Пограничная с Китаем станция Отпор получила свое название в 38-м году: «малая японская война», уже великая дружба и сотрудничество с Китаем против Японии, взлет генерала Жукова, командировки и стихи юного Константина Симонова. «Гремя огнем, сверкая блеском стали рванут машины в яростный поход, когда нас в бой пошлет товарищ Сталин и первый маршал в бой нас поведет!». Крючков, Алейников, Андреев, Бернес – кумиры страны, танкисты и истребители.

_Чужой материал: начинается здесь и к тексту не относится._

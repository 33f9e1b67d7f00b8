//! Desired-state documents
//!
//! ```yaml
//! variables:
//!   site: example
//! resources:
//!   - type: local_directory
//!     name: site
//!     attributes:
//!       path: /srv/${var.site}
//!   - type: local_file
//!     name: index
//!     attributes:
//!       path: ${local_directory.site.path}/index.html
//!       content: hello
//!       checksum: !computed
//! ```

use crate::error::{CloudError, Result};
use crate::resource::{AttributeValue, Resource, ResourceRef, VAR_ROOT};
use rigging_core::{DependencyGraph, Value, ValueMap};
use serde::Deserialize;
use std::collections::{BTreeMap, BTreeSet};
use std::path::Path;

const COMPUTED_TAG: &str = "computed";

/// A validated set of desired resources
#[derive(Debug, Clone, PartialEq)]
pub struct DesiredState {
    variables: ValueMap,
    resources: Vec<Resource>,
    index: BTreeMap<ResourceRef, usize>,
    dependencies: BTreeMap<ResourceRef, Vec<ResourceRef>>,
}

impl DesiredState {
    /// Validate resources: unique names, known dependencies, parseable
    /// templates, defined variables and an acyclic graph.
    pub fn new(variables: ValueMap, resources: Vec<Resource>) -> Result<Self> {
        let mut index = BTreeMap::new();
        for (i, resource) in resources.iter().enumerate() {
            if resource.resource_type == VAR_ROOT {
                return Err(CloudError::validation(format!(
                    "'{VAR_ROOT}' is reserved and cannot be used as a resource type"
                )));
            }
            if index.insert(resource.reference(), i).is_some() {
                return Err(CloudError::validation(format!(
                    "duplicate resource {}",
                    resource.reference()
                )));
            }
        }

        let mut dependencies = BTreeMap::new();
        for resource in &resources {
            let me = resource.reference();
            for value in resource.attributes.values() {
                for path in value.required_references()? {
                    let name = path.key_at(1).unwrap_or_default();
                    if path.root() == VAR_ROOT && !variables.contains_key(name) {
                        return Err(CloudError::validation(format!(
                            "{me} uses undefined variable '{path}'"
                        )));
                    }
                }
                for path in value.references()? {
                    if path.root() != VAR_ROOT && ResourceRef::from_path(&path).is_none() {
                        return Err(CloudError::validation(format!(
                            "{me}: '{path}' does not address a resource (expected type.name.attribute)"
                        )));
                    }
                }
            }
            let deps = resource.all_dependencies()?;
            for dep in &deps {
                if !index.contains_key(dep) {
                    return Err(CloudError::validation(format!(
                        "{me} depends on undeclared resource {dep}"
                    )));
                }
            }
            dependencies.insert(me, deps);
        }

        let state = Self {
            variables,
            resources,
            index,
            dependencies,
        };
        state.graph()?.check_acyclic()?;
        Ok(state)
    }

    /// Parse a YAML (or JSON) desired-state document
    pub fn from_yaml_str(content: &str) -> Result<Self> {
        let doc: DesiredDocument = serde_yaml::from_str(content)
            .map_err(|e| CloudError::validation(format!("invalid desired-state document: {e}")))?;
        doc.into_state()
    }

    pub async fn from_file(path: impl AsRef<Path>) -> Result<Self> {
        let path = path.as_ref();
        let content = tokio::fs::read_to_string(path).await?;
        tracing::debug!("Loaded desired state from {}", path.display());
        Self::from_yaml_str(&content)
    }

    pub fn variables(&self) -> &ValueMap {
        &self.variables
    }

    /// Resources in declaration order
    pub fn resources(&self) -> &[Resource] {
        &self.resources
    }

    pub fn get(&self, resource: &ResourceRef) -> Option<&Resource> {
        self.index.get(resource).map(|i| &self.resources[*i])
    }

    pub fn contains(&self, resource: &ResourceRef) -> bool {
        self.index.contains_key(resource)
    }

    /// Position in the document
    pub fn declaration_index(&self, resource: &ResourceRef) -> Option<usize> {
        self.index.get(resource).copied()
    }

    /// Explicit and implicit dependencies of a resource
    pub fn dependencies_of(&self, resource: &ResourceRef) -> &[ResourceRef] {
        self.dependencies
            .get(resource)
            .map(Vec::as_slice)
            .unwrap_or_default()
    }

    /// Dependency graph ranked by declaration order
    pub fn graph(&self) -> Result<DependencyGraph<ResourceRef>> {
        let mut graph = DependencyGraph::new();
        for resource in &self.resources {
            graph.add_node(resource.reference());
        }
        for (resource, deps) in &self.dependencies {
            for dep in deps {
                graph.add_dependency(resource, dep)?;
            }
        }
        Ok(graph)
    }

    /// `targets` plus everything they depend on
    pub fn closure(&self, targets: &[ResourceRef]) -> Result<BTreeSet<ResourceRef>> {
        let graph = self.graph()?;
        let mut selected = BTreeSet::new();
        for target in targets {
            if !self.contains(target) {
                continue;
            }
            selected.insert(target.clone());
            selected.extend(graph.transitive_dependencies(target)?);
        }
        Ok(selected)
    }
}

#[derive(Debug, Deserialize)]
#[serde(deny_unknown_fields)]
struct DesiredDocument {
    #[serde(default)]
    variables: BTreeMap<String, serde_yaml::Value>,
    #[serde(default)]
    resources: Vec<ResourceDocument>,
}

#[derive(Debug, Deserialize)]
#[serde(deny_unknown_fields)]
struct ResourceDocument {
    #[serde(rename = "type")]
    resource_type: String,
    name: String,
    #[serde(default)]
    depends_on: Vec<ResourceRef>,
    #[serde(default)]
    attributes: BTreeMap<String, serde_yaml::Value>,
}

impl DesiredDocument {
    fn into_state(self) -> Result<DesiredState> {
        let variables = self
            .variables
            .into_iter()
            .map(|(k, v)| Ok((k, yaml_to_json(v)?)))
            .collect::<Result<ValueMap>>()?;

        let mut resources = Vec::with_capacity(self.resources.len());
        for doc in self.resources {
            let mut resource = Resource::new(doc.resource_type, doc.name);
            resource.depends_on = doc.depends_on;
            for (key, raw) in doc.attributes {
                let value = match raw {
                    serde_yaml::Value::Tagged(tagged) if tagged.tag == COMPUTED_TAG => {
                        AttributeValue::Computed
                    }
                    other => AttributeValue::from_value(yaml_to_json(other)?)?,
                };
                resource.attributes.insert(key, value);
            }
            resources.push(resource);
        }
        DesiredState::new(variables, resources)
    }
}

fn yaml_to_json(value: serde_yaml::Value) -> Result<Value> {
    use serde_yaml::Value as Yaml;
    Ok(match value {
        Yaml::Null => Value::Null,
        Yaml::Bool(b) => Value::Bool(b),
        Yaml::Number(n) => {
            if let Some(i) = n.as_i64() {
                Value::from(i)
            } else if let Some(u) = n.as_u64() {
                Value::from(u)
            } else {
                n.as_f64()
                    .and_then(serde_json::Number::from_f64)
                    .map(Value::Number)
                    .ok_or_else(|| CloudError::validation(format!("unsupported number {n}")))?
            }
        }
        Yaml::String(s) => Value::String(s),
        Yaml::Sequence(items) => Value::Array(
            items
                .into_iter()
                .map(yaml_to_json)
                .collect::<Result<Vec<_>>>()?,
        ),
        Yaml::Mapping(map) => {
            let mut out = serde_json::Map::new();
            for (k, v) in map {
                match k {
                    Yaml::String(key) => {
                        out.insert(key, yaml_to_json(v)?);
                    }
                    other => {
                        return Err(CloudError::validation(format!(
                            "mapping keys must be strings, got {other:?}"
                        )));
                    }
                }
            }
            Value::Object(out)
        }
        Yaml::Tagged(tagged) => {
            return Err(CloudError::validation(format!(
                "unsupported tag {} (only !{COMPUTED_TAG} on attributes)",
                tagged.tag
            )));
        }
    })
}

#[cfg(test)]
mod tests {
    use super::*;
    use serde_json::json;

    const NETWORK: &str = r#"
variables:
  cidr: 10.0.0.0/16
resources:
  - type: vpc
    name: main
    attributes:
      cidr: ${var.cidr}
      arn: !computed
  - type: subnet
    name: a
    attributes:
      vpc_id: ${vpc.main.id}
      zone: is1a
  - type: instance
    name: web
    depends_on: [subnet.a]
    attributes:
      size: small
      ports: [80, 443]
"#;

    #[test]
    fn test_parse_document() {
        let desired = DesiredState::from_yaml_str(NETWORK).unwrap();
        assert_eq!(desired.resources().len(), 3);
        assert_eq!(desired.variables()["cidr"], json!("10.0.0.0/16"));

        let vpc = desired.get(&ResourceRef::new("vpc", "main")).unwrap();
        assert!(vpc.attributes["arn"].is_computed());
        assert!(matches!(
            vpc.attributes["cidr"],
            AttributeValue::Expression(_)
        ));

        let subnet = ResourceRef::new("subnet", "a");
        assert_eq!(
            desired.dependencies_of(&subnet),
            &[ResourceRef::new("vpc", "main")]
        );
        let web = desired.get(&ResourceRef::new("instance", "web")).unwrap();
        assert_eq!(
            web.attributes["ports"],
            AttributeValue::Literal(json!([80, 443]))
        );
    }

    #[test]
    fn test_closure_includes_dependencies() {
        let desired = DesiredState::from_yaml_str(NETWORK).unwrap();
        let closure = desired
            .closure(&[ResourceRef::new("instance", "web")])
            .unwrap();
        assert_eq!(closure.len(), 3);
        let closure = desired.closure(&[ResourceRef::new("vpc", "main")]).unwrap();
        assert_eq!(closure.len(), 1);
    }

    #[test]
    fn test_cycle_is_validation_error() {
        let doc = r#"
resources:
  - type: a
    name: x
    attributes: { v: "${b.y.id}" }
  - type: b
    name: y
    depends_on: [a.x]
"#;
        let err = DesiredState::from_yaml_str(doc).unwrap_err();
        assert!(err.to_string().contains("cycle"), "{err}");
    }

    #[test]
    fn test_undeclared_dependency() {
        let doc = r#"
resources:
  - type: subnet
    name: a
    attributes: { vpc_id: "${vpc.missing.id}" }
"#;
        assert!(matches!(
            DesiredState::from_yaml_str(doc),
            Err(CloudError::Validation(_))
        ));
    }

    #[test]
    fn test_undefined_variable() {
        let doc = r#"
resources:
  - type: vpc
    name: main
    attributes: { cidr: "${var.nope}" }
"#;
        let err = DesiredState::from_yaml_str(doc).unwrap_err();
        assert!(err.to_string().contains("undefined variable"), "{err}");
    }

    #[test]
    fn test_defaulted_variable_may_be_undefined() {
        let doc = r#"
resources:
  - type: vpc
    name: main
    attributes: { cidr: "${var.cidr | default('10.0.0.0/16')}" }
"#;
        let desired = DesiredState::from_yaml_str(doc).unwrap();
        let vpc = desired.get(&ResourceRef::new("vpc", "main")).unwrap();
        let scope = crate::state::StateSnapshot::new().scope(desired.variables());
        assert_eq!(
            vpc.attributes["cidr"].resolve(&scope).unwrap(),
            Some(json!("10.0.0.0/16"))
        );

        // The fallback itself still has to be defined
        let doc = r#"
resources:
  - type: vpc
    name: main
    attributes: { cidr: "${var.cidr | default(var.fallback)}" }
"#;
        let err = DesiredState::from_yaml_str(doc).unwrap_err();
        assert!(err.to_string().contains("var.fallback"), "{err}");
    }

    #[test]
    fn test_duplicate_resource() {
        let doc = r#"
resources:
  - { type: vpc, name: main }
  - { type: vpc, name: main }
"#;
        assert!(DesiredState::from_yaml_str(doc).is_err());
    }

    #[test]
    fn test_unknown_tag_rejected() {
        let doc = r#"
resources:
  - type: vpc
    name: main
    attributes: { cidr: !secret abc }
"#;
        assert!(DesiredState::from_yaml_str(doc).is_err());
    }
}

И вот раз летом пошли мы с пацанами «на ДОТы» – старый укрепрайон, оставленный в 45-м при наступлении, километров двенадцать по степи, жара, дух раскаленных трав, пот тут же засыхает на коже – пришли: пятиметровые противотанковые рвы, бетонные точки в углах его изломов, врытые в холмики колпаки – а тонная броневая дверь отъезжает на роликах мягко, пулеметные турели ходят перед амбразурами все в смазке, и красной краской по цементу: «Капитальный ремонт 1960 года». Ни хрена себе. Мы еще дружим, а оно уже керосином пахнет. К 1966-му году отношения с Китаем напряглись так, что название «Отпор» на границе с ним стало звучать провокационно, как бы предвосхищая военные действия; ну и переименовали.
стр. 8
…борьба с мухами…
Мы-то все еще думали, малолетки, что китайцы покушаются только с мухами воевать, поднаторев на воробьях, которые, видимо, кончились: мухобойство было также возведено в ранг государственной кампании и освещалось нашей прессой как дело чести, доблести и геройства, как активное социалистическое преобразование действительности – для счастья и удобства прогрессивного человечества. А они уже клеймили советских ревизионистов, договаривающихся с американцами и не дающих братскому Китаю обещанную Сталиным атомную бомбу: архивы все еще засекречены.
стр. 8
…гоминдановцами.
А ихние разгромленные победоносной 8-й НОА – Народно-освободительной армией Китая – гоминдановцы представлялись нам тогда вроде гитлеровцев, а сам Го Минь-дан – империалистическим реакционным генералом фашистского толка, воевавшим за капиталистов против трудового народа. Позже, в изумлению, оказалось, что гоминьдан – это демократическая социалистическая партия, и основал ее в 1912 году великий революционер Сун Ят-сен, демократический преобразователь Китая и большой друг советского народа. Когда в тридцатые годы Союз дрался с Японией на китайской территории за гегемонию в регионе, лидер страны и партии гоминьдан маршал Чан Кай-ши был лепшим нашим корешем и союзником, и всем он был нам хорош и угоден. А вот когда после Второй Мировой мы поставили на приход к власти коммунистов в Китае, демократическую гоминьдан предали анафеме. Страсти кипели какие! «Москва – Пекин! Братья навек!» – торжественно гремела гимнообразная песня под сводами Ярославского вокзала в Москве, когда поезд № 1 (!) – курьерский «Москва – Пекин» – торжественно трогался от перрона! И комфорт на нем был что надо, и обслуга вышколена, и вагон международного класса в составе (синий бархат, душ-туалет между купе-двойками), настольные лампы и пепельницы в купе, попутчики за неделю путешествия делались старыми друзьями, каждый день на час переводили стрелки часов – шесть часовых поясов до Читы, а километровый столб на станции Борзя показывал 6541 километр от Москвы; авиация еще только вставала на крыло, поезд был домом родным; а в вагоне-ресторане китайцы брали порцию лапши на столик и ели палочками вчетвером.
стр. 8
«Смелый, как тигр».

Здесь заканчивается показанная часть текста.